Mary, entre eux, surveillait les mots et les gestes, déployant une grâce merveilleuse pour l'homme qui la posséderait bientôt.

Célestin, le dos voûté, les doigts tremblants, les écoutait avec un regard humide.

—Est-elle adorable, cette enfant! murmurait le baron éperdument épris, ne pouvant deviner tout ce que l'oncle endurait.

—Une excellente petite femme, balbutiait le vieillard se sentant agoniser, l'aimant toujours d'un amour de pauvre qui mendie. D'ailleurs, elle lui permettait encore de ne pas déménager son cabinet, cela sauvegarderait un dernier lambeau d'honneur.

Humblement, il acquiesçait à tous leurs projets. Ils recevraient, ils iraient dans le monde, on promènerait le tortil, et lui, l'avare dépouillé de son trésor, il resterait transi près de la cheminée en songeant que c'était, selon l'expression de Tulotte, le juste retour des choses d'ici-bas. Maintenant il n'aurait plus le courage de se tuer.

Le mariage eut lieu à Notre-Dame-des-Champs, sans trop de faste. Quelques gommeux de la société du baron, quelques savants du cercle de l'oncle Barbe y assistèrent. On était au printemps, il y avait beaucoup de fleurs naturelles. Le vieillard eut une syncope pendant la cérémonie, des dames le virent tomber roide et crurent que la mariée allait hériter le soir de ses noces. Lui, revenu à la raison, affirma que les fleurs lui faisaient cet effet quand il les sentait de près. On dîna chez lui, un dîner de quarante couverts auquel il se dispensa de prendre part à cause des grosses gerbes de roses ornant la table. Les époux annoncèrent le départ ordinaire pour l'Italie, mais ils gagnèrent tout simplement leur chambre. Le docteur dut passer devant cette chambre pour gagner la sienne, il s'arrêta brusquement secoué de sanglots pitoyables. Oh! c'était un martyre que de savoir qu'elle le méprisait au point de ne pas lui avoir tendu son front d'épousée en ce jour solennel. Pourtant, que demanderait-il de plus? Il lui avait donné, par contrat, la moitié de sa fortune, trois cent mille francs, son hôtel avec la seule charge d'y laisser Tulotte à sa mort et la permission d'agir publiquement à sa guise chez lui. Certes, il se reconnaissait coupable, mais il avait si longtemps expié une seconde d'égarement, qu'il espérait enfin le repos, il se remettrait à ses chères études, il soignerait le protégé du baron pour se distraire, ce paysan qui travaillait comme un forçat pour tâcher de paraître moins ridicule. Ce serait bon de se dévouer encore, mais pour un homme, sans les dangers effroyables que l'on risque auprès de ces femmes décevantes. Oublier? non, mais effacer et se réhabiliter par la fin de sa vie cachée, pénitente.

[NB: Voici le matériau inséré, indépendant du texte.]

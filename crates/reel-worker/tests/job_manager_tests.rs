//! Job manager tests that need no FFmpeg.

mod common;

use std::collections::HashSet;
use std::time::Duration;

use reel_models::{ArtifactPaths, JobRequest, JobStatus, RequestError};
use reel_worker::{JobManager, SubmitError, WorkerConfig};
use tempfile::TempDir;
use wiremock::matchers::{method, path};
use wiremock::{Mock, MockServer, ResponseTemplate};

#[tokio::test]
async fn test_unreachable_url_fails_with_message() {
    let root = TempDir::new().unwrap();
    let manager = common::manager(&root);

    let job = common::run(&manager, JobRequest::for_video("http://127.0.0.1:9/clip.mp4")).await;

    assert_eq!(job.status, JobStatus::Failed);
    let error = job.error.expect("failed job carries a message");
    assert!(error.contains("Download failed"), "unexpected error: {}", error);
    assert_eq!(job.artifacts, ArtifactPaths::default());
}

#[tokio::test]
async fn test_http_error_status_fails_job() {
    let server = MockServer::start().await;
    Mock::given(method("GET"))
        .and(path("/missing.mp4"))
        .respond_with(ResponseTemplate::new(404))
        .mount(&server)
        .await;

    let root = TempDir::new().unwrap();
    let manager = common::manager(&root);
    let request = JobRequest::for_video(format!("{}/missing.mp4", server.uri()));
    let job = common::run(&manager, request).await;

    assert_eq!(job.status, JobStatus::Failed);
    assert!(job.error.unwrap().contains("404"));

    let snapshot = manager.config().output_dir(&job.id).join("job.json");
    let value: serde_json::Value =
        serde_json::from_slice(&std::fs::read(snapshot).unwrap()).unwrap();
    assert_eq!(value["job"]["status"], "failed");
}

#[tokio::test]
async fn test_validation_rejects_synchronously() {
    let root = TempDir::new().unwrap();
    let manager = common::manager(&root);

    let request = JobRequest {
        crossfade_sec: Some(5.0),
        ..JobRequest::montage(["a.mp4", "b.mp4"])
    };
    let err = manager.submit(request).await.unwrap_err();
    assert!(matches!(err, SubmitError::Invalid(RequestError::InvalidCrossfade { .. })));

    let err = manager.submit(JobRequest::default()).await.unwrap_err();
    assert!(matches!(err, SubmitError::Invalid(RequestError::NoSource)));
    assert_eq!(manager.queue_depth(), 0);
}

#[tokio::test]
async fn test_submit_returns_before_processing_finishes() {
    let server = MockServer::start().await;
    Mock::given(method("GET"))
        .and(path("/slow.mp4"))
        .respond_with(ResponseTemplate::new(200).set_delay(Duration::from_millis(500)))
        .mount(&server)
        .await;

    let root = TempDir::new().unwrap();
    let manager = common::manager(&root);

    let response = manager
        .submit(JobRequest::for_video(format!("{}/slow.mp4", server.uri())))
        .await
        .unwrap();
    assert_eq!(response.status, JobStatus::Queued);

    let status = manager.status(&response.job_id).unwrap();
    assert!(!status.status.is_terminal());

    let job = manager
        .wait_for_terminal(&response.job_id, Duration::from_millis(20))
        .await
        .unwrap();
    // An empty body is not a video, with or without FFmpeg installed
    assert_eq!(job.status, JobStatus::Failed);
}

#[tokio::test]
async fn test_concurrent_duplicate_submissions() {
    let root = TempDir::new().unwrap();
    let manager = JobManager::new(WorkerConfig::default().with_uploads_root(root.path()));

    let handles: Vec<_> = (0..16)
        .map(|_| {
            let manager = manager.clone();
            tokio::spawn(async move { manager.submit(JobRequest::for_video("same.mp4")).await })
        })
        .collect();

    let mut ids = HashSet::new();
    let mut dirs = HashSet::new();
    for handle in handles {
        let response = handle.await.unwrap().unwrap();
        let dir = manager.config().output_dir(&response.job_id);
        assert!(dir.join("job.json").exists());
        dirs.insert(dir);
        ids.insert(response.job_id);
    }

    assert_eq!(ids.len(), 16);
    assert_eq!(dirs.len(), 16);
    assert_eq!(manager.queue_depth(), 16);
}

#[tokio::test]
async fn test_jobs_run_in_submission_order() {
    let root = TempDir::new().unwrap();
    let manager = common::manager(&root);

    let first = manager.submit(JobRequest::for_video("/missing/first.mp4")).await.unwrap();
    let second = manager.submit(JobRequest::for_video("/missing/second.mp4")).await.unwrap();

    let second = manager
        .wait_for_terminal(&second.job_id, Duration::from_millis(10))
        .await
        .unwrap();
    let first = manager.get(&first.job_id).unwrap();

    assert!(first.is_terminal());
    assert!(first.updated_at <= second.updated_at);
}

Adieu toutes les gloires, toutes les brillantes discussions. A quoi tout cela sert-il quand on n'a pas su se défendre d'un désir sensuel? Et ensuite il s'éteindrait tranquille en bénissant le petit enfant qui naîtrait d'elle....

—Monsieur, disait Mary, debout au milieu de leur chambre nuptiale et détachant son voile de tulle, une jeune fille élevée par un militaire, formée par un médecin, en sait plus long qu'une vieille femme; je me dispenserai donc de rougir ou de me sauver, comme doivent le faire, à ma place, les demoiselles de mon âge. J'ai tout lu, tout compris, et mon cher oncle m'a donné des explications par dessus le marché. Physiquement, je suis vierge; moralement, je me crois capable de vous apprendre des choses que vous ignorez peut-être. Trêve de préambules mystiques. Ce que vous voulez, je vous le donnerai tout à l'heure. Auparavant, j'ai des conditions à vous poser.

Le baron Louis de Caumont, qui avait mis un genou en terre, leva le front, stupéfait. Elle parlait d'un ton calme et résolu.

—Mary! dit-il, quel est ce langage? Ne m'aimeriez-vous point?